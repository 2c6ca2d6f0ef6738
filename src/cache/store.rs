//! Cache Store Module
//!
//! Main cache engine combining HashMap storage with LRU tracking, size accounting
//! and TTL expiration.

use std::borrow::Borrow;
use std::collections::HashMap;
use std::hash::Hash;
use std::sync::Arc;

use tracing::{debug, warn};

use crate::cache::options::ttl_to_ms;
use crate::cache::{
    CacheEntry, CacheOptions, CacheStats, Clock, LruTracker, SetOptions, Snapshot, StaleRead,
    SystemClock,
};
use crate::error::Result;

// == Cache Store ==
/// Bounded cache with LRU eviction and TTL support.
///
/// Capacity is enforced on every insert: entries are evicted from the least
/// recently used end until both `max_entries` and `max_size` hold again.
#[derive(Debug)]
pub struct CacheStore<K, V> {
    /// Key-value storage
    entries: HashMap<K, CacheEntry<V>>,
    /// LRU access tracker
    lru: LruTracker<K>,
    /// Performance statistics
    stats: CacheStats,
    /// Sum of `size` over all entries; wider than `u64` so it cannot overflow
    total_size: u128,
    /// Capacity and policy settings
    options: CacheOptions,
    /// Time source for timestamps and staleness
    clock: Arc<dyn Clock>,
}

impl<K, V> CacheStore<K, V>
where
    K: Eq + Hash + Clone,
{
    // == Constructor ==
    /// Creates a new CacheStore reading the system clock.
    ///
    /// Fails with `CacheError::InvalidConfig` if the options carry a zero
    /// bound or no bound at all.
    pub fn new(options: CacheOptions) -> Result<Self> {
        Self::with_clock(options, Arc::new(SystemClock))
    }

    /// Creates a new CacheStore reading time from `clock`.
    pub fn with_clock(options: CacheOptions, clock: Arc<dyn Clock>) -> Result<Self> {
        options.validate()?;
        Ok(Self {
            entries: HashMap::new(),
            lru: LruTracker::new(),
            stats: CacheStats::new(),
            total_size: 0,
            options,
            clock,
        })
    }

    pub fn options(&self) -> &CacheOptions {
        &self.options
    }

    /// Current time according to the store's clock.
    pub fn now_ms(&self) -> u64 {
        self.clock.now_ms()
    }

    // == Get ==
    /// Retrieves a value by key.
    ///
    /// See [`CacheStore::get_entry`].
    pub fn get<Q>(&mut self, key: &Q) -> Option<&V>
    where
        K: Borrow<Q>,
        Q: Hash + Eq + ?Sized,
    {
        self.get_entry(key).map(|entry| &entry.value)
    }

    /// Retrieves an entry by key.
    ///
    /// A hit records the access time and, unless disabled, moves the entry to
    /// the most recently used position. Stale entries are evicted and reported
    /// as misses under `StaleRead::Evict`, or returned as-is under
    /// `StaleRead::Return`.
    pub fn get_entry<Q>(&mut self, key: &Q) -> Option<&CacheEntry<V>>
    where
        K: Borrow<Q>,
        Q: Hash + Eq + ?Sized,
    {
        let now = self.clock.now_ms();
        let stale = match self.entries.get(key) {
            Some(entry) => entry.is_stale(now),
            None => {
                self.stats.record_miss();
                return None;
            }
        };

        if stale && self.options.stale_read == StaleRead::Evict {
            self.remove_entry(key);
            self.stats.record_expirations(1);
            self.stats.record_miss();
            debug!("Evicted stale entry on read");
            return None;
        }

        if self.options.update_recency_on_get {
            self.lru.touch(key);
        }
        self.stats.record_hit();

        let reset_age = self.options.update_age_on_get && !stale;
        let entry = self.entries.get_mut(key)?;
        entry.touch(now);
        if reset_age {
            entry.reset_age(now);
        }
        Some(&*entry)
    }

    // == Peek ==
    /// Reads an entry without touching recency, timestamps or statistics.
    ///
    /// Stale entries are hidden unless the store returns stale reads.
    pub fn peek<Q>(&self, key: &Q) -> Option<&CacheEntry<V>>
    where
        K: Borrow<Q>,
        Q: Hash + Eq + ?Sized,
    {
        let entry = self.entries.get(key)?;
        if entry.is_stale(self.clock.now_ms()) && self.options.stale_read == StaleRead::Evict {
            return None;
        }
        Some(entry)
    }

    // == Has ==
    /// Checks if a fresh entry exists for `key`.
    pub fn has<Q>(&self, key: &Q) -> bool
    where
        K: Borrow<Q>,
        Q: Hash + Eq + ?Sized,
    {
        self.entries
            .get(key)
            .is_some_and(|entry| !entry.is_stale(self.clock.now_ms()))
    }

    // == Set ==
    /// Stores a key-value pair as the most recently used entry.
    ///
    /// Overwriting restarts the entry's TTL. The TTL falls back to the
    /// store's `default_ttl` and the size to 1.
    ///
    /// Returns false if the entry's size alone exceeds `max_size`; such an
    /// entry is never stored and any previous value under `key` is dropped.
    pub fn set(&mut self, key: K, value: V, opts: SetOptions) -> bool {
        let now = self.clock.now_ms();
        let size = opts.size.unwrap_or(1).max(1);

        if self.options.max_size.is_some_and(|max| size > max) {
            warn!(
                size,
                max_size = ?self.options.max_size,
                "Rejected cache entry larger than max_size"
            );
            self.remove_entry(&key);
            return false;
        }

        let ttl = opts.ttl.or(self.options.default_ttl).map(ttl_to_ms);
        self.insert_entry(key, CacheEntry::new(value, now, ttl, size));
        true
    }

    // == Delete ==
    /// Removes an entry by key, returning whether it was present.
    pub fn delete<Q>(&mut self, key: &Q) -> bool
    where
        K: Borrow<Q>,
        Q: Hash + Eq + ?Sized,
    {
        self.remove_entry(key).is_some()
    }

    // == Clear ==
    /// Removes every entry. Statistics counters are kept.
    pub fn clear(&mut self) {
        self.entries.clear();
        self.lru.clear();
        self.total_size = 0;
    }

    // == Load ==
    /// Replaces the contents with `snapshot`, oldest pair first.
    ///
    /// Timestamps are kept as persisted. When the snapshot holds more than
    /// the store allows, the oldest pairs are the ones dropped. Pairs too
    /// large to ever fit are skipped.
    pub fn load(&mut self, snapshot: Snapshot<K, V>) {
        self.clear();
        self.stats = CacheStats::new();

        let mut skipped = 0usize;
        for (key, mut entry) in snapshot {
            entry.size = entry.size.max(1);
            if self.options.max_size.is_some_and(|max| entry.size > max) {
                skipped += 1;
                continue;
            }
            if entry.last_accessed_at < entry.inserted_at {
                entry.last_accessed_at = entry.inserted_at;
            }
            self.insert_entry(key, entry);
        }

        if skipped > 0 {
            warn!(skipped, "Skipped snapshot entries larger than max_size");
        }
        debug!(
            entries = self.entries.len(),
            dropped = self.stats.evictions,
            "Loaded cache snapshot"
        );
    }

    // == Purge Stale ==
    /// Removes all entries whose TTL has elapsed.
    ///
    /// Returns the number of entries removed. Survivors keep their order.
    pub fn purge_stale(&mut self) -> usize {
        let now = self.clock.now_ms();
        let stale: Vec<K> = self
            .entries
            .iter()
            .filter(|(_, entry)| entry.is_stale(now))
            .map(|(key, _)| key.clone())
            .collect();

        for key in &stale {
            self.remove_entry(key);
        }

        self.stats.record_expirations(stale.len());
        stale.len()
    }

    // == Dump ==
    /// Returns the current contents, least recently used first.
    pub fn dump(&self) -> Snapshot<K, V>
    where
        V: Clone,
    {
        self.lru
            .iter()
            .filter_map(|key| {
                self.entries
                    .get(key)
                    .map(|entry| (key.clone(), entry.clone()))
            })
            .collect()
    }

    /// Iterates keys from least to most recently used.
    pub fn keys(&self) -> impl Iterator<Item = &K> + '_ {
        self.lru.iter()
    }

    // == Stats ==
    /// Returns current cache statistics.
    pub fn stats(&self) -> CacheStats {
        let mut stats = self.stats.clone();
        stats.total_entries = self.entries.len();
        stats.total_size = self.total_size();
        stats
    }

    // == Length ==
    /// Returns the current number of entries in the cache.
    pub fn len(&self) -> usize {
        self.entries.len()
    }

    pub fn is_empty(&self) -> bool {
        self.entries.is_empty()
    }

    /// Returns the accounted size of all entries, saturating at `u64::MAX`.
    pub fn total_size(&self) -> u64 {
        u64::try_from(self.total_size).unwrap_or(u64::MAX)
    }

    // == Internals ==
    /// Inserts without touching the entry's timestamps, then restores bounds.
    fn insert_entry(&mut self, key: K, entry: CacheEntry<V>) {
        self.total_size += u128::from(entry.size);
        if let Some(previous) = self.entries.insert(key.clone(), entry) {
            self.total_size -= u128::from(previous.size);
        }
        self.lru.push(key);
        self.evict_overflow();
    }

    fn remove_entry<Q>(&mut self, key: &Q) -> Option<CacheEntry<V>>
    where
        K: Borrow<Q>,
        Q: Hash + Eq + ?Sized,
    {
        let entry = self.entries.remove(key)?;
        self.lru.remove(key);
        self.total_size -= u128::from(entry.size);
        Some(entry)
    }

    fn over_capacity(&self) -> bool {
        self.options
            .max_entries
            .is_some_and(|max| self.entries.len() > max)
            || self
                .options
                .max_size
                .is_some_and(|max| self.total_size > u128::from(max))
    }

    fn evict_overflow(&mut self) {
        while self.over_capacity() {
            let Some(oldest) = self.lru.evict_oldest() else {
                break;
            };
            if let Some(entry) = self.entries.remove(&oldest) {
                self.total_size -= u128::from(entry.size);
                self.stats.record_eviction();
            }
        }
    }
}
//! LRU Tracker Module
//!
//! Implements Least Recently Used tracking for cache eviction.

use std::borrow::Borrow;
use std::collections::{BTreeMap, HashMap};
use std::hash::Hash;

// == LRU Tracker ==
/// Tracks access order for LRU eviction strategy.
///
/// Every access stamps the key with a fresh, strictly increasing tick, so
/// the order is total:
/// - Smallest tick = Least recently used
/// - Largest tick = Most recently used
#[derive(Debug)]
pub struct LruTracker<K> {
    /// Keys by access tick
    order: BTreeMap<u64, K>,
    /// Current tick of each key
    ticks: HashMap<K, u64>,
    /// Next tick to hand out
    next_tick: u64,
}

impl<K> LruTracker<K>
where
    K: Eq + Hash + Clone,
{
    // == Constructor ==
    /// Creates a new empty LRU tracker.
    pub fn new() -> Self {
        Self {
            order: BTreeMap::new(),
            ticks: HashMap::new(),
            next_tick: 0,
        }
    }

    // == Push ==
    /// Marks a key as most recently used, adding it if untracked.
    pub fn push(&mut self, key: K) {
        if self.touch(&key) {
            return;
        }
        let tick = self.next_tick;
        self.next_tick += 1;
        self.order.insert(tick, key.clone());
        self.ticks.insert(key, tick);
    }

    // == Touch ==
    /// Moves an already tracked key to the most recently used position.
    ///
    /// Returns false if the key is not tracked.
    pub fn touch<Q>(&mut self, key: &Q) -> bool
    where
        K: Borrow<Q>,
        Q: Hash + Eq + ?Sized,
    {
        let Some(tick) = self.ticks.get_mut(key) else {
            return false;
        };
        let current = *tick;
        let Some(owned) = self.order.remove(&current) else {
            return false;
        };
        *tick = self.next_tick;
        self.order.insert(self.next_tick, owned);
        self.next_tick += 1;
        true
    }

    // == Remove ==
    /// Removes a key from the tracker, returning whether it was tracked.
    pub fn remove<Q>(&mut self, key: &Q) -> bool
    where
        K: Borrow<Q>,
        Q: Hash + Eq + ?Sized,
    {
        match self.ticks.remove(key) {
            Some(tick) => {
                self.order.remove(&tick);
                true
            }
            None => false,
        }
    }

    // == Evict Oldest ==
    /// Returns and removes the least recently used key.
    ///
    /// Returns None if tracker is empty.
    pub fn evict_oldest(&mut self) -> Option<K> {
        let (_, key) = self.order.pop_first()?;
        self.ticks.remove(&key);
        Some(key)
    }

    /// Iterates keys from least to most recently used.
    pub fn iter(&self) -> impl Iterator<Item = &K> + '_ {
        self.order.values()
    }

    /// Forgets every key.
    pub fn clear(&mut self) {
        self.order.clear();
        self.ticks.clear();
    }

    // == Length ==
    /// Returns the number of tracked keys.
    pub fn len(&self) -> usize {
        self.order.len()
    }

    pub fn is_empty(&self) -> bool {
        self.order.is_empty()
    }
}

impl<K> Default for LruTracker<K>
where
    K: Eq + Hash + Clone,
{
    fn default() -> Self {
        Self::new()
    }
}
//! Clock Module
//!
//! Wall-clock source for entry timestamps and staleness checks.

use std::fmt::Debug;
use std::sync::atomic::{AtomicU64, Ordering};
use std::time::Duration;

// == Clock Trait ==
/// Supplies the current time as Unix milliseconds.
pub trait Clock: Debug + Send + Sync {
    fn now_ms(&self) -> u64;
}

// == System Clock ==
/// Reads the system wall clock.
#[derive(Debug, Default, Clone, Copy)]
pub struct SystemClock;

impl Clock for SystemClock {
    fn now_ms(&self) -> u64 {
        // Pre-epoch clocks clamp to zero
        chrono::Utc::now().timestamp_millis().max(0) as u64
    }
}

// == Manual Clock ==
/// A clock that only moves when told to.
///
/// Used to drive TTL behaviour deterministically in tests.
#[derive(Debug, Default)]
pub struct ManualClock {
    now: AtomicU64,
}

impl ManualClock {
    /// Creates a clock frozen at `start_ms`.
    pub fn new(start_ms: u64) -> Self {
        Self {
            now: AtomicU64::new(start_ms),
        }
    }

    /// Moves the clock forward, saturating at `u64::MAX`.
    pub fn advance(&self, by: Duration) {
        let by = u64::try_from(by.as_millis()).unwrap_or(u64::MAX);
        let _ = self
            .now
            .fetch_update(Ordering::SeqCst, Ordering::SeqCst, |now| {
                Some(now.saturating_add(by))
            });
    }

    /// Jumps to an absolute time.
    pub fn set(&self, now_ms: u64) {
        self.now.store(now_ms, Ordering::SeqCst);
    }
}

impl Clock for ManualClock {
    fn now_ms(&self) -> u64 {
        self.now.load(Ordering::SeqCst)
    }
}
|---|
Each line in the listing where the word "Iterator" is found is to be copied.

    pub fn keys(&self) -> impl Iterator<Item = &K> + '_ {
    pub fn iter(&self) -> impl Iterator<Item = &K> + '_ {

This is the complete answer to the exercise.